(Items from a dataset)

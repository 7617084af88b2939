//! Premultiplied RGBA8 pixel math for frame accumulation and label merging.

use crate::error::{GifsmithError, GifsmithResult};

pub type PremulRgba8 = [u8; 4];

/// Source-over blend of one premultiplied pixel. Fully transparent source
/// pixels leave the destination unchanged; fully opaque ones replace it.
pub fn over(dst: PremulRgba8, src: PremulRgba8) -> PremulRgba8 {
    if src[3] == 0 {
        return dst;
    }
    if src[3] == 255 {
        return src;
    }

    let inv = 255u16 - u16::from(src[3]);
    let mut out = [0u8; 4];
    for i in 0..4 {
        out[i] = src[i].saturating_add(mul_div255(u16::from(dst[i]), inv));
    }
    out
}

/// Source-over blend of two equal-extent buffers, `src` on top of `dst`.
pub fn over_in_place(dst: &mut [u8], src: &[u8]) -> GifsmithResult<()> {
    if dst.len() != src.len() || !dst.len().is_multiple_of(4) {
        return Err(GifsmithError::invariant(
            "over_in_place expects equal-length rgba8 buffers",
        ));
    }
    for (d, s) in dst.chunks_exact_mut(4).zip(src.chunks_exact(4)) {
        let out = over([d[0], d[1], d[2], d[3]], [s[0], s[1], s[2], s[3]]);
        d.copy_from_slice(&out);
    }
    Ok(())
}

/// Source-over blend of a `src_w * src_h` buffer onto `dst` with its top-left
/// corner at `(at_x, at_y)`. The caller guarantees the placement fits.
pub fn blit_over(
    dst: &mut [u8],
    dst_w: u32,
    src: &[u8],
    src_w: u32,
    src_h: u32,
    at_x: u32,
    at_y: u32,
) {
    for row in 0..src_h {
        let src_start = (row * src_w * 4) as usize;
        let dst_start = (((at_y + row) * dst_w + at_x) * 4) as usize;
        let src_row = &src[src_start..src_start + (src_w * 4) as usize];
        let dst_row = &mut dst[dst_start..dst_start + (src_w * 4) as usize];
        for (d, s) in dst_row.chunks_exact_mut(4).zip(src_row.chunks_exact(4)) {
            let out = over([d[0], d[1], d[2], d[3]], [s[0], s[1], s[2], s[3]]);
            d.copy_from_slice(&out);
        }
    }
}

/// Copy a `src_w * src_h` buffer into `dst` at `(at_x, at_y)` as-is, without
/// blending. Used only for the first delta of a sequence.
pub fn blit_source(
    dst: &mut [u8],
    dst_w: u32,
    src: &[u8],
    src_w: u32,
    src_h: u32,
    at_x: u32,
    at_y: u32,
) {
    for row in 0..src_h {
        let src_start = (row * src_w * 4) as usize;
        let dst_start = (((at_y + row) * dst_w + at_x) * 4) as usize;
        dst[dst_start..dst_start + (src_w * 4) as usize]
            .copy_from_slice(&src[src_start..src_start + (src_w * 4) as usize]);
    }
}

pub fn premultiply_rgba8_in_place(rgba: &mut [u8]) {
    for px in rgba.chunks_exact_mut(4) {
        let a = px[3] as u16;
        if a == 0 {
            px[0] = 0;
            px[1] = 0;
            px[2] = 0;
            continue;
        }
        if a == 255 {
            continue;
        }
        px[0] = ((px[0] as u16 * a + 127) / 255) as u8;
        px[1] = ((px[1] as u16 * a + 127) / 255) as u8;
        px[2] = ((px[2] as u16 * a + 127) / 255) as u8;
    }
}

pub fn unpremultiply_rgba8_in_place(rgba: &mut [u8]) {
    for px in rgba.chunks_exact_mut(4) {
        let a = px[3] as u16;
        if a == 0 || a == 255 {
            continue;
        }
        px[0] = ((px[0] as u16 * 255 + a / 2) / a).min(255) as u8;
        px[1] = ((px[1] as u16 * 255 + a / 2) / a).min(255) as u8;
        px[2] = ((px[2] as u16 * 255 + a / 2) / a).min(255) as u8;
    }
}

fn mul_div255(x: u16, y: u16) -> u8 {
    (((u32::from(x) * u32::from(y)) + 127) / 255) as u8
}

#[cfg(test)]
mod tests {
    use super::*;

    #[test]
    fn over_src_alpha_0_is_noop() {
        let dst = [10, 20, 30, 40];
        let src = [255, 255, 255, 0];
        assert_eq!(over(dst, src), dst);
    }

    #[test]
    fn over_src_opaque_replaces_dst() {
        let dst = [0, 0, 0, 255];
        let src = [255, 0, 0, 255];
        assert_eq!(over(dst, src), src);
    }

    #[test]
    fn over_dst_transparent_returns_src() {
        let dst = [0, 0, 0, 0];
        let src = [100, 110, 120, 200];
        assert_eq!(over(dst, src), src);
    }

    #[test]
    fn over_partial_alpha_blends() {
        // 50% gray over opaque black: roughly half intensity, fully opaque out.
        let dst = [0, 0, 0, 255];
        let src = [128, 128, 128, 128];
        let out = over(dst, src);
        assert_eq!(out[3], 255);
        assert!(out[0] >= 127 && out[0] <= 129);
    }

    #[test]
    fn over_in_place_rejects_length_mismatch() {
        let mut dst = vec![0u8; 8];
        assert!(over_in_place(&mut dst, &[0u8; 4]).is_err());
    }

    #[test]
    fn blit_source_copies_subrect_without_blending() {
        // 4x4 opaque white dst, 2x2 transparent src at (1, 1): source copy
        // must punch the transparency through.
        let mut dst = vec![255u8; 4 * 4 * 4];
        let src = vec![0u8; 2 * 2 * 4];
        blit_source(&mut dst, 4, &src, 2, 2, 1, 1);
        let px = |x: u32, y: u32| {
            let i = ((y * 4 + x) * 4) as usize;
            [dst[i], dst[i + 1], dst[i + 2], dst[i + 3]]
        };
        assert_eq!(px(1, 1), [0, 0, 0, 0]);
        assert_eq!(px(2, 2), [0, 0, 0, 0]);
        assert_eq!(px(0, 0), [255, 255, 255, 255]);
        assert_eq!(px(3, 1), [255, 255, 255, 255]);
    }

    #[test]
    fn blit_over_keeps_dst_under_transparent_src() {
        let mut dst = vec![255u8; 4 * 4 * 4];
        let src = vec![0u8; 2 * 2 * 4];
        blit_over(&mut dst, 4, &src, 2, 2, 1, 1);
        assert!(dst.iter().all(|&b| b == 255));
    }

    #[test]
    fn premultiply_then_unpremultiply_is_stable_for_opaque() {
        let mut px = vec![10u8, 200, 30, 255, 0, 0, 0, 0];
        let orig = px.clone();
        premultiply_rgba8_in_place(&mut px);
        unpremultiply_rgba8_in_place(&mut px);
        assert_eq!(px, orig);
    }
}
==
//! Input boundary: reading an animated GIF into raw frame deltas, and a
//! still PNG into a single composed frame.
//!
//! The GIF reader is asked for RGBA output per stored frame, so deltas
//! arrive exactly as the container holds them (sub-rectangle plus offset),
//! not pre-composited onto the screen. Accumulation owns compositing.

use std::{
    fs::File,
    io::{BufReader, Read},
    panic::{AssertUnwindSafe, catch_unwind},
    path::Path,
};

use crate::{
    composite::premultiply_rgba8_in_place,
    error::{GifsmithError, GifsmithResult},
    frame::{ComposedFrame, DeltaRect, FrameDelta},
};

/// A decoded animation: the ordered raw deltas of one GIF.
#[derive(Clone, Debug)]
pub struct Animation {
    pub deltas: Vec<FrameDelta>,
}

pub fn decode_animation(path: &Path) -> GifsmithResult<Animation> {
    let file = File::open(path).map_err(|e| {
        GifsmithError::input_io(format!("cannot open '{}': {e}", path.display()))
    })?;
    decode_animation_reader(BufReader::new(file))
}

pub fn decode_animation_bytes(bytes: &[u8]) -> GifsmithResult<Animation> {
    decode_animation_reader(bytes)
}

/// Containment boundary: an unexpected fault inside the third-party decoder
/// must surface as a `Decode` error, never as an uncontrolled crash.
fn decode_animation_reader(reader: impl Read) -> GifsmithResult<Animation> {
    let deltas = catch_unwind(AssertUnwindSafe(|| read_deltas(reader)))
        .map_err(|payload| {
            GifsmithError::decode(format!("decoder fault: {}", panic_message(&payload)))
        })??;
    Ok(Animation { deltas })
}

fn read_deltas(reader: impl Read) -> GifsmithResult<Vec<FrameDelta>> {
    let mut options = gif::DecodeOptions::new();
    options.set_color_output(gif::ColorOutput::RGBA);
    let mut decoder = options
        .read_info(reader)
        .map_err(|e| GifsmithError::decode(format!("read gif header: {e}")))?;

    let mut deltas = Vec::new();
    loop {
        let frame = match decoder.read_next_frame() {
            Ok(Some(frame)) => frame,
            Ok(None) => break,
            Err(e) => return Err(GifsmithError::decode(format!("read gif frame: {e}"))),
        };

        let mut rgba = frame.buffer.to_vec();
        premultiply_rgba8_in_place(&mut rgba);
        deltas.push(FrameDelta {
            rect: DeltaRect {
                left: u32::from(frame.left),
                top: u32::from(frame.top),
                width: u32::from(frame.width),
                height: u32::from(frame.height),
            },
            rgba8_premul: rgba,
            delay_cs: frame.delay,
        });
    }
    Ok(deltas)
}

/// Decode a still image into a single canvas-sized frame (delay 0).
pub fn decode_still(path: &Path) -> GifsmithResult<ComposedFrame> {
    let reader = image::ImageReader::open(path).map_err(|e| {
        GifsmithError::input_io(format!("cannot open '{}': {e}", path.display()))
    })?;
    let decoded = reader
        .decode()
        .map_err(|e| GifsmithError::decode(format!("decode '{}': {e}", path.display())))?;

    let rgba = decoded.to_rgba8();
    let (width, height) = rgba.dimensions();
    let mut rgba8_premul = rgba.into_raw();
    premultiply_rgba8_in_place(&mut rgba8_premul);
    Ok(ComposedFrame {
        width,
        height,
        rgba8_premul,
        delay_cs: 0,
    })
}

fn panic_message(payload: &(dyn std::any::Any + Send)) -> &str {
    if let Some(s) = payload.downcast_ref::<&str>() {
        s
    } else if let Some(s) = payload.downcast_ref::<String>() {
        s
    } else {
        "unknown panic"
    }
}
==
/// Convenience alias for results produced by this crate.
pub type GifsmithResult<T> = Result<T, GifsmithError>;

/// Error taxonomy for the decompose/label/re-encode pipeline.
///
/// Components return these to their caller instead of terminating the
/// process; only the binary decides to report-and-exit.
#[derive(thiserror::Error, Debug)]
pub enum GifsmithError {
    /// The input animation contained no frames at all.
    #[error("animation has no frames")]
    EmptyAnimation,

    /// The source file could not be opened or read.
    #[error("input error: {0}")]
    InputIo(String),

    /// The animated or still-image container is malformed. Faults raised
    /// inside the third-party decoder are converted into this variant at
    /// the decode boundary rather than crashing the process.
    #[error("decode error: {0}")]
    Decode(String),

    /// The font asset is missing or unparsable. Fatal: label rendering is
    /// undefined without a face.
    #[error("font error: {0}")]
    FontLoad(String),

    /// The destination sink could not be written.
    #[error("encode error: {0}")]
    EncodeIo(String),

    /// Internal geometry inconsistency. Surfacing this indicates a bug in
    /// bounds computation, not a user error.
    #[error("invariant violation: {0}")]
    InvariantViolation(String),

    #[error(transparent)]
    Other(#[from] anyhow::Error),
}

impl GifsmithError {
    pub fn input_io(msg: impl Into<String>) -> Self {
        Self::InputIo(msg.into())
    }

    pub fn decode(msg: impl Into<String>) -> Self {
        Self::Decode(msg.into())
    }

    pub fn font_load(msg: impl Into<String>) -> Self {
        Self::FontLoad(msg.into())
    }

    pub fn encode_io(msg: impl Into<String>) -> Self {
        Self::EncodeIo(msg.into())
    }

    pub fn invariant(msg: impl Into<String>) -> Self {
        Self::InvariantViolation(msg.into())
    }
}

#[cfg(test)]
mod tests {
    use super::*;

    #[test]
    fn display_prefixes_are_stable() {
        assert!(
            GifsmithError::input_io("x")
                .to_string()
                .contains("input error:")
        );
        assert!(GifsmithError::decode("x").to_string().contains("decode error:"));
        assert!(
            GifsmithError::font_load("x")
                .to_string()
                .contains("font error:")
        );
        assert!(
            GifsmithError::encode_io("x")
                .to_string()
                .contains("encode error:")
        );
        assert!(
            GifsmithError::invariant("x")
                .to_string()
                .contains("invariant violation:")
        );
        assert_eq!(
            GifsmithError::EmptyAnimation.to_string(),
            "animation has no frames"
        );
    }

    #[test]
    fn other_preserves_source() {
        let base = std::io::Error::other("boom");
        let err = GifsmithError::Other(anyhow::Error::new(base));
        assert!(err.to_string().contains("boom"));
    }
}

* [TASK OBJECTIVE] Please give an exact copy of the lines above, beginning with the line containing "repository 7617084af88b2939" and running through the line containing "for i in 0..4", and of no other lines.

* [RESPONSE]
repository 7617084af88b2939
//! Premultiplied RGBA8 pixel math for frame accumulation and label merging.

use crate::error::{GifsmithError, GifsmithResult};

pub type PremulRgba8 = [u8; 4];

/// Source-over blend of one premultiplied pixel. Fully transparent source
/// pixels leave the destination unchanged; fully opaque ones replace it.
pub fn over(dst: PremulRgba8, src: PremulRgba8) -> PremulRgba8 {
    if src[3] == 0 {
        return dst;
    }
    if src[3] == 255 {
        return src;
    }

    let inv = 255u16 - u16::from(src[3]);
    let mut out = [0u8; 4];
    for i in 0..4 {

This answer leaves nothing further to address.